Hal pertama yang Ghaza dengar sebelum ia membuka mata adalah sebuah tangisan. Sebuah tangisan yang paling ia benci, yaitu tangisan umminya. Sedari dulu, ia selalu mengumpati dirinya mana kala ummi nya menangis sedang ia tak bisa berbuat apapun. Lalu sekarang, yang membuat ummi menangis adalah dirinya, Ghaza sangat membenci itu, sampai-sampai ia ingin memukul-mukul dirinya walau sudah tak berdaya ini.
Seluruh badannya terasa remuk, untuk membuka mata saja rasanya sangat sulit, namun tangisan itu membuatnya ingin bangun, disaat seperti ini ia ingin sekali menghapus air mata umminya dan memeluknya, namun lagi-lagi tubuhnya tak berdaya.

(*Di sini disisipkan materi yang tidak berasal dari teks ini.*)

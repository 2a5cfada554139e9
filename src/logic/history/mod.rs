//! History Module
//!
//! Bounded, time-windowed stores feeding the scorer and pattern detectors.
//!
//! ## Structure
//! - `types`: `SignalSample`, `DisconnectEvent`, `DisconnectReason`, `EventSummary`
//! - `signal`: Signal History Store (1h trailing window)
//! - `disconnect`: Disconnect History Store (`pattern_memory_hours` window)

pub mod types;
pub mod signal;
pub mod disconnect;

pub use types::{DisconnectEvent, DisconnectReason, EventSummary, SignalSample};
pub use signal::{SignalDrop, SignalHistory};
pub use disconnect::DisconnectHistory;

"Nak...kamu sudah sadar, sayang?"
Penglihatan Ghaza belum sempurna, tapi ia bisa melihat, ternyata yang ada di ruangan bau obat-obatan ini bukan hanya ummi dan adiknya. Di sekelilingnya kini, ada Jaquan, Enchan, juga...Hagia Sophia. Mereka semua berdiri di samping ranjangnya, tanpa mengeluarkan suara selain tangisan yang tertahan. Lagi-lagi, Ghaza membenci dirinya karena telah membuat banyak orang menangis.
"Ummi...sakit mi..." suara parau itu, membuat tangis yang sempat tertahan kembali mengalir. Ghaza tidak bohong, tubuhnya benar-benar sakit. Jika sebelumnya ia selalu menahan sakitnya tanpa orang lain tahu, kali ini entah kenapa ia ingin sekali menyampaikannya, bahwa ia sakit, benar-benar sakit.
"Sabar ya sayang, sebentar lagi insya Allah kamu sembuh, ya? Mana yang sakit, hmm?" ummi menenangkan seraya mengusap kening putranya itu.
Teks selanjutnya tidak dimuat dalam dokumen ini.